**Description of the task:**
From the entries, copy every line that carries the string "derive".

**The data:**
--------

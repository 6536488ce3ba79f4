//! JWT claim structures.
//!
//! - [`Claims`]: access token, carries the role and preferred language so
//!   requests can be authorized and localized without a database lookup
//! - [`RefreshTokenClaims`]: refresh token, identified by `jti` for revocation

use mesrs_core::Language;
use serde::{Deserialize, Serialize};
use utoipa::ToSchema;
use uuid::Uuid;

use crate::role::Role;

#[derive(Debug, Clone, Serialize, Deserialize, ToSchema)]
pub struct Claims {
    /// Profile ID (subject claim)
    pub sub: String,
    pub email: String,
    pub role: Role,
    /// Preferred interface language stored on the profile
    #[serde(default)]
    pub lang: Language,
    pub exp: usize,
    pub iat: usize,
}

impl Claims {
    pub fn user_id(&self) -> Option<Uuid> {
        Uuid::parse_str(&self.sub).ok()
    }
}

#[derive(Debug, Clone, Serialize, Deserialize)]
pub struct RefreshTokenClaims {
    pub sub: String,
    pub email: String,
    pub exp: usize,
    pub iat: usize,
    /// Unique token identifier, recorded on sign-out
    pub jti: String,
}

#[cfg(test)]
mod tests {
    use super::*;

    #[test]
    fn test_claims_round_trip_fields() {
        let id = Uuid::new_v4();
        let claims = Claims {
            sub: id.to_string(),
            email: "staff@mesrs.mr".to_string(),
            role: Role::Staff,
            lang: Language::Ar,
            exp: 1234567890,
            iat: 1234567800,
        };
        let serialized = serde_json::to_string(&claims).unwrap();
        assert!(serialized.contains(r#""role":"staff""#));
        assert!(serialized.contains(r#""lang":"ar""#));
        assert_eq!(claims.user_id(), Some(id));
    }

    #[test]
    fn test_claims_default_language() {
        let json = r#"{"sub":"x","email":"a@b.mr","role":"student","exp":9999999999,"iat":9999999900}"#;
        let claims: Claims = serde_json::from_str(json).unwrap();
        assert_eq!(claims.lang, Language::Fr);
        assert_eq!(claims.user_id(), None);
    }

    #[test]
    fn test_refresh_claims_do_not_parse_as_access_claims() {
        let refresh = RefreshTokenClaims {
            sub: Uuid::new_v4().to_string(),
            email: "a@b.mr".to_string(),
            exp: 1,
            iat: 1,
            jti: "jti".to_string(),
        };
        let json = serde_json::to_string(&refresh).unwrap();
        assert!(serde_json::from_str::<Claims>(&json).is_err());
    }
}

--------

**Answer box:**
#[derive(Debug, Clone, Serialize, Deserialize, ToSchema)]
#[derive(Debug, Clone, Serialize, Deserialize)]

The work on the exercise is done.